Content starts

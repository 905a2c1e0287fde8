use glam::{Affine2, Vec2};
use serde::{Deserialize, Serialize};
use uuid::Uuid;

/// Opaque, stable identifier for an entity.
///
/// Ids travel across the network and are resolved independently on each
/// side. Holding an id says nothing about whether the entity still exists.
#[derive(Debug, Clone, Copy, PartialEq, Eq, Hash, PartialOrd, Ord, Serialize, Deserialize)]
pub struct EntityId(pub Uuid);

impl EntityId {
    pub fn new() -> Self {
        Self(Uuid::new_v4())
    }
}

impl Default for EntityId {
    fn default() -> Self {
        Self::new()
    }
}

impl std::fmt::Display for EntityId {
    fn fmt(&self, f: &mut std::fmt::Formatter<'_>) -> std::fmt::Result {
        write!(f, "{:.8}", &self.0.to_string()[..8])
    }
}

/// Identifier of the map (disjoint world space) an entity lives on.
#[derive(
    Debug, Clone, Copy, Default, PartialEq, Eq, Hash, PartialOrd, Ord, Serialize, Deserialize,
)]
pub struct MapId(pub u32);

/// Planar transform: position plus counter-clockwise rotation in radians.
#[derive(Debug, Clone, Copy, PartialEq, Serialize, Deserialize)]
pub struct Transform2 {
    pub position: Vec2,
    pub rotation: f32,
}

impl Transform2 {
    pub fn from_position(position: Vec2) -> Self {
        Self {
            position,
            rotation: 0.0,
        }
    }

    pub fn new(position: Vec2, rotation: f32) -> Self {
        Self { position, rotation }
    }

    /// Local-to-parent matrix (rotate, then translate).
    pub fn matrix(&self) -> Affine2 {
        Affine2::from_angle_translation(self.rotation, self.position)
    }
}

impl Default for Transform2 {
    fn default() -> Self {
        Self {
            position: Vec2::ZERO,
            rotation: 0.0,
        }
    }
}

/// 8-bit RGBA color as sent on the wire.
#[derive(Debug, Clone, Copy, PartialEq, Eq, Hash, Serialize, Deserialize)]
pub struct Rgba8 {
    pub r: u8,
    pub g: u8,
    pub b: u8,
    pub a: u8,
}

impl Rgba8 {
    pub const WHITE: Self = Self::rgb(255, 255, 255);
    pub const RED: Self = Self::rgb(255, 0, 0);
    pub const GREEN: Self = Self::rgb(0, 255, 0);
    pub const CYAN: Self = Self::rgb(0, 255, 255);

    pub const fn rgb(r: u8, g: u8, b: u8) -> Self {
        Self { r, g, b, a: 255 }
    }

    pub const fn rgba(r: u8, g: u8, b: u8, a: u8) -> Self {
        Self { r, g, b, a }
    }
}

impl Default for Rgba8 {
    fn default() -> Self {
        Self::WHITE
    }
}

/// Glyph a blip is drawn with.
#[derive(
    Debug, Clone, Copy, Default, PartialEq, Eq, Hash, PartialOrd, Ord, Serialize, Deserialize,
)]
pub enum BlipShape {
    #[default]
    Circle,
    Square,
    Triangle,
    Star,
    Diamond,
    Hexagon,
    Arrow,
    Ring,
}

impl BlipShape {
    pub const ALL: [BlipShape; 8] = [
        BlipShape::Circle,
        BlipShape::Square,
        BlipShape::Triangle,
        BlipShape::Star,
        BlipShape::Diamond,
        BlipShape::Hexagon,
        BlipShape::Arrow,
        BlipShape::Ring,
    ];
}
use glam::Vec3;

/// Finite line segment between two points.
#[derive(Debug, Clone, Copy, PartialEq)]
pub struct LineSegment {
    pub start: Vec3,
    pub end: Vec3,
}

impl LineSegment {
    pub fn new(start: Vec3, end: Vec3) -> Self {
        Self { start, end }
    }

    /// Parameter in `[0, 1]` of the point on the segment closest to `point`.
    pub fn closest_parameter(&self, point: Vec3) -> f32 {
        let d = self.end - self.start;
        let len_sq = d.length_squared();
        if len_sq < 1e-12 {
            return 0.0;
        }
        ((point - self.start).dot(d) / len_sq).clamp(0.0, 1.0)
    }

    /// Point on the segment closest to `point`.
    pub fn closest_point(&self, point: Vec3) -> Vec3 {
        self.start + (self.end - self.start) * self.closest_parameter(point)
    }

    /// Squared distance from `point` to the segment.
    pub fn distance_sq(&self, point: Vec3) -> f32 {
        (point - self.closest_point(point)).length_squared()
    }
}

Content ends

== What you are asked to do ==
Each line from the top of the data, up to and including the line that contains "pub struct EntityId(pub Uuid);", should be set down exactly.

== Answer ==
repository 905a2c1e0287fde8
use glam::{Affine2, Vec2};
use serde::{Deserialize, Serialize};
use uuid::Uuid;

/// Opaque, stable identifier for an entity.
///
/// Ids travel across the network and are resolved independently on each
/// side. Holding an id says nothing about whether the entity still exists.
#[derive(Debug, Clone, Copy, PartialEq, Eq, Hash, PartialOrd, Ord, Serialize, Deserialize)]
pub struct EntityId(pub Uuid);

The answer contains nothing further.